Task instructions | Copy the data below. Keep every line exactly as it is.

::: Excerpted data :::

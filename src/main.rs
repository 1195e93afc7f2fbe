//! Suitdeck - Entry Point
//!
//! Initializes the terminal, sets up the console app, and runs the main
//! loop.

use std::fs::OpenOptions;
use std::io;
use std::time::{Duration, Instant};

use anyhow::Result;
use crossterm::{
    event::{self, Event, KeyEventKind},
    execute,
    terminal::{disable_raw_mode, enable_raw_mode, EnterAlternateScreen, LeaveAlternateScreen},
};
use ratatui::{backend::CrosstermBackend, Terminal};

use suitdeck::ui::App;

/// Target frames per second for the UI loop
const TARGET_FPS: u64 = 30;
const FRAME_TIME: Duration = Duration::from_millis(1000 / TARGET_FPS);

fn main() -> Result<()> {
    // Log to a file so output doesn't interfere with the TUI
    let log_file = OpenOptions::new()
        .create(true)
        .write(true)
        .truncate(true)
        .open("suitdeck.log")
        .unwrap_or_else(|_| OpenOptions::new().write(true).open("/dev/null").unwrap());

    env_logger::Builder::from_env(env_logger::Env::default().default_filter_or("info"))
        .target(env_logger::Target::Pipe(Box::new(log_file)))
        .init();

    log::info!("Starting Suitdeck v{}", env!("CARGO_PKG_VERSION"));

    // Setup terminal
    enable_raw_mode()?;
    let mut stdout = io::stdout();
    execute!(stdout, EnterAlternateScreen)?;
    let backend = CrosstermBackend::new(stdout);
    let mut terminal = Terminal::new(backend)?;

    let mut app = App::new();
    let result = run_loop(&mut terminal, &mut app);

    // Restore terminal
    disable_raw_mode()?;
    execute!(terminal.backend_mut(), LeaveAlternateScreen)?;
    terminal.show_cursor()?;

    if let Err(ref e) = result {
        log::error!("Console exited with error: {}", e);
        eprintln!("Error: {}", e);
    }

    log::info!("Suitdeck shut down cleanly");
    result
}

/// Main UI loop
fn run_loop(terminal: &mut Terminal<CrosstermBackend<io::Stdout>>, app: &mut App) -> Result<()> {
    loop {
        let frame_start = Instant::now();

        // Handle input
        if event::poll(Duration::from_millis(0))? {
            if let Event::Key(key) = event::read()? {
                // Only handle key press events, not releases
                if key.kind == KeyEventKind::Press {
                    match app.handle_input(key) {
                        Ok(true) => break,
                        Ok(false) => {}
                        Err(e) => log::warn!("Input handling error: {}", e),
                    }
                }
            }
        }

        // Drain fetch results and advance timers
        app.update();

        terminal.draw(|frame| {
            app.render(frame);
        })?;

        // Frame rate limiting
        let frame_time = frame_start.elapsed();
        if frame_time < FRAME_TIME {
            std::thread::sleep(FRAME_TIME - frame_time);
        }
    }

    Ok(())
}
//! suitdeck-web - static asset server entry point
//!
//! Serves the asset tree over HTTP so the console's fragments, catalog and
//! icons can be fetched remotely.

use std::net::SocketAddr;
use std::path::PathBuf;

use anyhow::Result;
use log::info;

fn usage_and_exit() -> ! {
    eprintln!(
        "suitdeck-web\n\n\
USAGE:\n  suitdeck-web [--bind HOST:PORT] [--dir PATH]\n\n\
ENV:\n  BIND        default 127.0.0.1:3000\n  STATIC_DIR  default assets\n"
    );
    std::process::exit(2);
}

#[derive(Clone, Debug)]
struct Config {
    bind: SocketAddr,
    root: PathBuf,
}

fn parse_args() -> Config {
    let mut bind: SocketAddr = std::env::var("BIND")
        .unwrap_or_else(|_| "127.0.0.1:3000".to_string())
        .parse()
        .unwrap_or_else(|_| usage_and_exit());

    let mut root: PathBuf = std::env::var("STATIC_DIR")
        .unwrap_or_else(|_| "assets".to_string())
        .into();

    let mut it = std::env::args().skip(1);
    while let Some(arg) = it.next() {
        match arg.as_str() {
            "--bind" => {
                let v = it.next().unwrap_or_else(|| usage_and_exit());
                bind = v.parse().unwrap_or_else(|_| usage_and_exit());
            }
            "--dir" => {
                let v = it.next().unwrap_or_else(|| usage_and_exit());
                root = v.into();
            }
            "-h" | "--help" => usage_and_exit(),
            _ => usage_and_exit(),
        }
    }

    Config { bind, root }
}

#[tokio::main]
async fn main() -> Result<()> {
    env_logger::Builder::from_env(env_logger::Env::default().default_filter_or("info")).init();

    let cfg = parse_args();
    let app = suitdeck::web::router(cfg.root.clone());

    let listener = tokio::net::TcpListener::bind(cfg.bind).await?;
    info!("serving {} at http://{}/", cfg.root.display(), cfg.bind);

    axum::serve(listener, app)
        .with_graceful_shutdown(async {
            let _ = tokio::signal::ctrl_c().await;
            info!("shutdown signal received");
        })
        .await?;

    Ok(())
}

:::

Exercise answer |
filename src/main.rs
repository 1195e93afc7f2fbe
//! Suitdeck - Entry Point
//!
//! Initializes the terminal, sets up the console app, and runs the main
//! loop.

use std::fs::OpenOptions;
use std::io;
use std::time::{Duration, Instant};

use anyhow::Result;
use crossterm::{
    event::{self, Event, KeyEventKind},
    execute,
    terminal::{disable_raw_mode, enable_raw_mode, EnterAlternateScreen, LeaveAlternateScreen},
};
use ratatui::{backend::CrosstermBackend, Terminal};

use suitdeck::ui::App;

/// Target frames per second for the UI loop
const TARGET_FPS: u64 = 30;
const FRAME_TIME: Duration = Duration::from_millis(1000 / TARGET_FPS);

fn main() -> Result<()> {
    // Log to a file so output doesn't interfere with the TUI
    let log_file = OpenOptions::new()
        .create(true)
        .write(true)
        .truncate(true)
        .open("suitdeck.log")
        .unwrap_or_else(|_| OpenOptions::new().write(true).open("/dev/null").unwrap());

    env_logger::Builder::from_env(env_logger::Env::default().default_filter_or("info"))
        .target(env_logger::Target::Pipe(Box::new(log_file)))
        .init();

    log::info!("Starting Suitdeck v{}", env!("CARGO_PKG_VERSION"));

    // Setup terminal
    enable_raw_mode()?;
    let mut stdout = io::stdout();
    execute!(stdout, EnterAlternateScreen)?;
    let backend = CrosstermBackend::new(stdout);
    let mut terminal = Terminal::new(backend)?;

    let mut app = App::new();
    let result = run_loop(&mut terminal, &mut app);

    // Restore terminal
    disable_raw_mode()?;
    execute!(terminal.backend_mut(), LeaveAlternateScreen)?;
    terminal.show_cursor()?;

    if let Err(ref e) = result {
        log::error!("Console exited with error: {}", e);
        eprintln!("Error: {}", e);
    }

    log::info!("Suitdeck shut down cleanly");
    result
}

/// Main UI loop
fn run_loop(terminal: &mut Terminal<CrosstermBackend<io::Stdout>>, app: &mut App) -> Result<()> {
    loop {
        let frame_start = Instant::now();

        // Handle input
        if event::poll(Duration::from_millis(0))? {
            if let Event::Key(key) = event::read()? {
                // Only handle key press events, not releases
                if key.kind == KeyEventKind::Press {
                    match app.handle_input(key) {
                        Ok(true) => break,
                        Ok(false) => {}
                        Err(e) => log::warn!("Input handling error: {}", e),
                    }
                }
            }
        }

        // Drain fetch results and advance timers
        app.update();

        terminal.draw(|frame| {
            app.render(frame);
        })?;

        // Frame rate limiting
        let frame_time = frame_start.elapsed();
        if frame_time < FRAME_TIME {
            std::thread::sleep(FRAME_TIME - frame_time);
        }
    }

    Ok(())
}
//! suitdeck-web - static asset server entry point
//!
//! Serves the asset tree over HTTP so the console's fragments, catalog and
//! icons can be fetched remotely.

use std::net::SocketAddr;
use std::path::PathBuf;

use anyhow::Result;
use log::info;

fn usage_and_exit() -> ! {
    eprintln!(
        "suitdeck-web\n\n\
USAGE:\n  suitdeck-web [--bind HOST:PORT] [--dir PATH]\n\n\
ENV:\n  BIND        default 127.0.0.1:3000\n  STATIC_DIR  default assets\n"
    );
    std::process::exit(2);
}

#[derive(Clone, Debug)]
struct Config {
    bind: SocketAddr,
    root: PathBuf,
}

fn parse_args() -> Config {
    let mut bind: SocketAddr = std::env::var("BIND")
        .unwrap_or_else(|_| "127.0.0.1:3000".to_string())
        .parse()
        .unwrap_or_else(|_| usage_and_exit());

    let mut root: PathBuf = std::env::var("STATIC_DIR")
        .unwrap_or_else(|_| "assets".to_string())
        .into();

    let mut it = std::env::args().skip(1);
    while let Some(arg) = it.next() {
        match arg.as_str() {
            "--bind" => {
                let v = it.next().unwrap_or_else(|| usage_and_exit());
                bind = v.parse().unwrap_or_else(|_| usage_and_exit());
            }
            "--dir" => {
                let v = it.next().unwrap_or_else(|| usage_and_exit());
                root = v.into();
            }
            "-h" | "--help" => usage_and_exit(),
            _ => usage_and_exit(),
        }
    }

    Config { bind, root }
}

#[tokio::main]
async fn main() -> Result<()> {
    env_logger::Builder::from_env(env_logger::Env::default().default_filter_or("info")).init();

    let cfg = parse_args();
    let app = suitdeck::web::router(cfg.root.clone());

    let listener = tokio::net::TcpListener::bind(cfg.bind).await?;
    info!("serving {} at http://{}/", cfg.root.display(), cfg.bind);

    axum::serve(listener, app)
        .with_graceful_shutdown(async {
            let _ = tokio::signal::ctrl_c().await;
            info!("shutdown signal received");
        })
        .await?;

    Ok(())
}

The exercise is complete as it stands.